Historically we had only Float64 and Float32 in hardware, with deterministic rounding; and Float16 only as a storage format in Julia. I don’t know if stochastic rounding is used in any mainstream (CPU) hardware (or Nvidia’s GPUs), by now but it seems Julia should support, if available, and could emulate otherwise (not just with an external package few know of):
The only known hardware implementation available are Graphcore’s IPUs with stochastic rounding. The software emulation of stochastic rounding in StochasticRounding.jl makes the number format slower
about x5 performance decrease for Float32 and BFloat16, but only x2 for Float16. For more complicated benchmarks the performance decrease is usually within x10. About 50% of the time is spend on the random number generation with Xoroshiro128+.
The rounding is done on each operation, it seems to me, but there no reason too for FP32.16 (also the package doesn’t use the new RNG in Julia as of 1.7; and 1-bit RNG can be optimized (I’ve done so), I think all we need).
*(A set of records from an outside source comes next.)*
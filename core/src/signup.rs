//! Capacity/signup engine.
//!
//! Pure functions over an [`Event`] snapshot. [`admit`] either appends the
//! volunteer or leaves the event untouched; the service decides whether the
//! mutated snapshot can be committed.
//!
//! Checks run in a fixed order and the first failure wins:
//!
//! 1. the role exists
//! 2. the role has a free slot ([`HubError::RoleFull`])
//! 3. the email is not already on the role ([`HubError::DuplicateSignup`])

use crate::error::HubError;
use crate::types::{Event, RoleKey, Volunteer};
use chrono::{DateTime, Utc};

/// Trim and lower-case an email for storage and comparison.
#[must_use]
pub fn normalize_email(raw: &str) -> String {
    raw.trim().to_lowercase()
}

/// A validated, normalized signup request.
#[derive(Clone, Debug, PartialEq, Eq)]
pub struct Candidate {
    name: String,
    email: String,
}

impl Candidate {
    /// Validate and normalize the volunteer's details.
    ///
    /// # Errors
    ///
    /// Returns [`HubError::Validation`] if the name or email is blank.
    pub fn new(name: &str, email: &str) -> Result<Self, HubError> {
        let name = name.trim();
        if name.is_empty() {
            return Err(HubError::validation("name", "is required"));
        }

        let email = normalize_email(email);
        if email.is_empty() {
            return Err(HubError::validation("email", "is required"));
        }

        Ok(Self {
            name: name.to_string(),
            email,
        })
    }

    /// Trimmed name
    #[must_use]
    pub fn name(&self) -> &str {
        &self.name
    }

    /// Normalized email
    #[must_use]
    pub fn email(&self) -> &str {
        &self.email
    }
}

/// Append `candidate` to the role identified by `key`.
///
/// `role_index` is only used to report [`HubError::RoleNotFound`] in the
/// caller's terms. On success `updated_at` moves to `now` and the new
/// volunteer record is returned.
///
/// # Errors
///
/// - [`HubError::RoleNotFound`] if no role has `key`
/// - [`HubError::RoleFull`] if every slot is taken
/// - [`HubError::DuplicateSignup`] if the email is already on the role
pub fn admit(
    event: &mut Event,
    key: RoleKey,
    role_index: usize,
    candidate: &Candidate,
    now: DateTime<Utc>,
) -> Result<Volunteer, HubError> {
    let event_id = event.id;
    let role = event
        .role_by_key_mut(key)
        .ok_or(HubError::RoleNotFound {
            event_id,
            role_index,
        })?;

    if role.is_full() {
        return Err(HubError::RoleFull {
            event_id,
            role: role.name.clone(),
        });
    }

    if role.has_volunteer(candidate.email()) {
        return Err(HubError::DuplicateSignup {
            event_id,
            email: candidate.email().to_string(),
        });
    }

    let volunteer = Volunteer {
        name: candidate.name().to_string(),
        email: candidate.email().to_string(),
        signed_up_at: now,
    };
    role.volunteers.push(volunteer.clone());
    event.updated_at = now;

    Ok(volunteer)
}

#[cfg(test)]
#[allow(clippy::unwrap_used, clippy::expect_used)]
mod tests {
    use super::*;
    use crate::error::ErrorKind;
    use crate::types::{EventId, Role};
    use proptest::prelude::*;
    use std::collections::HashSet;

    fn event_with(roles: Vec<Role>) -> Event {
        let created = Utc::now();
        Event {
            id: EventId::new(),
            title: "Community Food Drive".to_string(),
            date: created,
            time: "10:00 AM - 2:00 PM".to_string(),
            description: "Sort and pack donations".to_string(),
            roles,
            created_by: "admin".to_string(),
            created_at: created,
            updated_at: created,
        }
    }

    fn candidate(email: &str) -> Candidate {
        Candidate::new("Volunteer", email).unwrap()
    }

    #[test]
    fn test_candidate_normalizes_and_validates() {
        let c = Candidate::new("  Ada Lovelace ", "  Ada@Example.COM ").unwrap();
        assert_eq!(c.name(), "Ada Lovelace");
        assert_eq!(c.email(), "ada@example.com");

        assert_eq!(
            Candidate::new("   ", "a@x.com").unwrap_err().kind(),
            ErrorKind::Validation
        );
        assert_eq!(
            Candidate::new("Ada", " ").unwrap_err(),
            HubError::validation("email", "is required")
        );
    }

    #[test]
    fn test_last_slot_then_full() {
        let mut event = event_with(vec![Role::new("Photographer", 2)]);
        let key = event.roles[0].key;
        let later = event.created_at + chrono::Duration::minutes(5);

        admit(&mut event, key, 0, &candidate("a@x.com"), later).unwrap();
        admit(&mut event, key, 0, &candidate("b@x.com"), later).unwrap();
        let err = admit(&mut event, key, 0, &candidate("c@x.com"), later).unwrap_err();

        assert_eq!(err.kind(), ErrorKind::RoleFull);
        assert_eq!(event.roles[0].volunteers.len(), 2);
        assert_eq!(event.updated_at, later);
    }

    #[test]
    fn test_duplicate_email_ignores_case() {
        let mut event = event_with(vec![Role::new("Tutor", 5)]);
        let key = event.roles[0].key;

        admit(&mut event, key, 0, &candidate("A@x.com"), Utc::now()).unwrap();
        let err = admit(&mut event, key, 0, &candidate("a@X.COM"), Utc::now()).unwrap_err();

        assert_eq!(err.kind(), ErrorKind::DuplicateSignup);
        assert_eq!(event.roles[0].volunteers.len(), 1);
        assert_eq!(event.roles[0].volunteers[0].email, "a@x.com");
    }

    #[test]
    fn test_full_is_reported_before_duplicate() {
        let mut event = event_with(vec![Role::new("Team Leader", 1)]);
        let key = event.roles[0].key;

        admit(&mut event, key, 0, &candidate("lead@x.com"), Utc::now()).unwrap();
        let err = admit(&mut event, key, 0, &candidate("lead@x.com"), Utc::now()).unwrap_err();

        assert_eq!(err.kind(), ErrorKind::RoleFull);
    }

    #[test]
    fn test_same_email_allowed_on_other_role() {
        let mut event = event_with(vec![Role::new("Kitchen", 2), Role::new("Games", 2)]);
        let kitchen = event.roles[0].key;
        let games = event.roles[1].key;

        admit(&mut event, kitchen, 0, &candidate("sam@x.com"), Utc::now()).unwrap();
        admit(&mut event, games, 1, &candidate("sam@x.com"), Utc::now()).unwrap();

        assert_eq!(event.roles[0].volunteers.len(), 1);
        assert_eq!(event.roles[1].volunteers.len(), 1);
    }

    #[test]
    fn test_unknown_key_is_role_not_found() {
        let mut event = event_with(vec![Role::new("Helper", 1)]);
        let err = admit(&mut event, RoleKey::new(), 4, &candidate("a@x.com"), Utc::now())
            .unwrap_err();

        assert_eq!(
            err,
            HubError::RoleNotFound {
                event_id: event.id,
                role_index: 4
            }
        );
    }

    proptest! {
        /// Arbitrary signup sequences never overfill a role or repeat an email in it.
        #[test]
        fn prop_invariants_hold_for_any_sequence(
            slots in proptest::collection::vec(1u32..5, 1..4),
            attempts in proptest::collection::vec((0usize..4, 0usize..6, any::<bool>()), 0..40),
        ) {
            let roles = slots.iter().map(|s| Role::new("Role", *s)).collect();
            let mut event = event_with(roles);

            for (role_pick, person, shout) in attempts {
                let index = role_pick % event.roles.len();
                let key = event.roles[index].key;
                let email = if shout {
                    format!("PERSON{person}@EXAMPLE.COM")
                } else {
                    format!("person{person}@example.com")
                };
                let _ = admit(&mut event, key, index, &candidate(&email), Utc::now());
            }

            for role in &event.roles {
                prop_assert!(role.filled_slots() <= role.total_slots);
                let distinct: HashSet<&str> =
                    role.volunteers.iter().map(|v| v.email.as_str()).collect();
                prop_assert_eq!(distinct.len(), role.volunteers.len());
            }
        }
    }
}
@elrod, with your package it seems we could support Graphcore’s formats on CPUs (and should? Not just rely on different GPU/AI hardware’s floats, that I think just substitute your float types with a global setting). @Oscar_Smith might know if what more we need to change than e.g. sum in Base and/or more in that package.
If the accumulated partial sums of products are FP16, these are first expanded to FP32, then added, then rounded back to FP16, then stored. This rounding mode can be either Round to Nearest (ties to even) or Stochastic Rounding, discussed below.
Fig. 7.1 shows the test accuracy of ResNet50 trained on ImageNet for batch size 4 with SGD and different mixed-precision formats:
- FP32: FP16.16 AMP and FP32 master weights
- FP16RN: FP16.16 AMP and FP16 master weights without stochastic rounding
- FP16SR: FP16.16 AMP and FP16 master weights with stochastic rounding
The results show that in this case the IEEE FP16 master weights with stochastic rounding can attain the IEEE FP32 state-of-the art accuracy.
When I interviewed at Graphcore, and I asked about the float format of their chip, they wouldn’t tell me (it and any info on the ISA was proprietary back then, so might, likely have patents, but only covering hardware, not software implementation?). Now we know the format, and at least one instruction, the AMP:
To facilitate the execution of lower precision general matrix multiplications (GEMMs), the Colossus IPU’s Accumulating Matrix Product (AMP) and Slim Convolution (SLIC) instructions deliver high performance multiply-accumulate sequences and are supported for both single-precision and half-precision number formats and operate in the same basic manner. […]
allows for an efficient parallel GEMM implementation.
For each AMP call, the Colossus IPU’s AMP engines perform a parallel summation on blocks of 16 numbers, each block consisting of four sets of a 4-element FP16 dot product. The multiplicands in each dot product are aligned, compressed redundantly, then rounded with partial truncation to yield a result in IEEE FP32 format. Each of the four FP32 results, from each of the four dot products in a block, is summed sequentially according to IEEE FP32 addition. Finally, previously accumulated partial sums of products, in FP32 or FP16, can be fetched from memory, added to the block result, and stored back to memory. If the accumulated partial sums of products are FP16, these are first expanded to FP32, then added, then rounded back to FP16, then stored. This rounding mode can be either Round to Nearest (ties to even) or Stochastic Rounding, discussed below.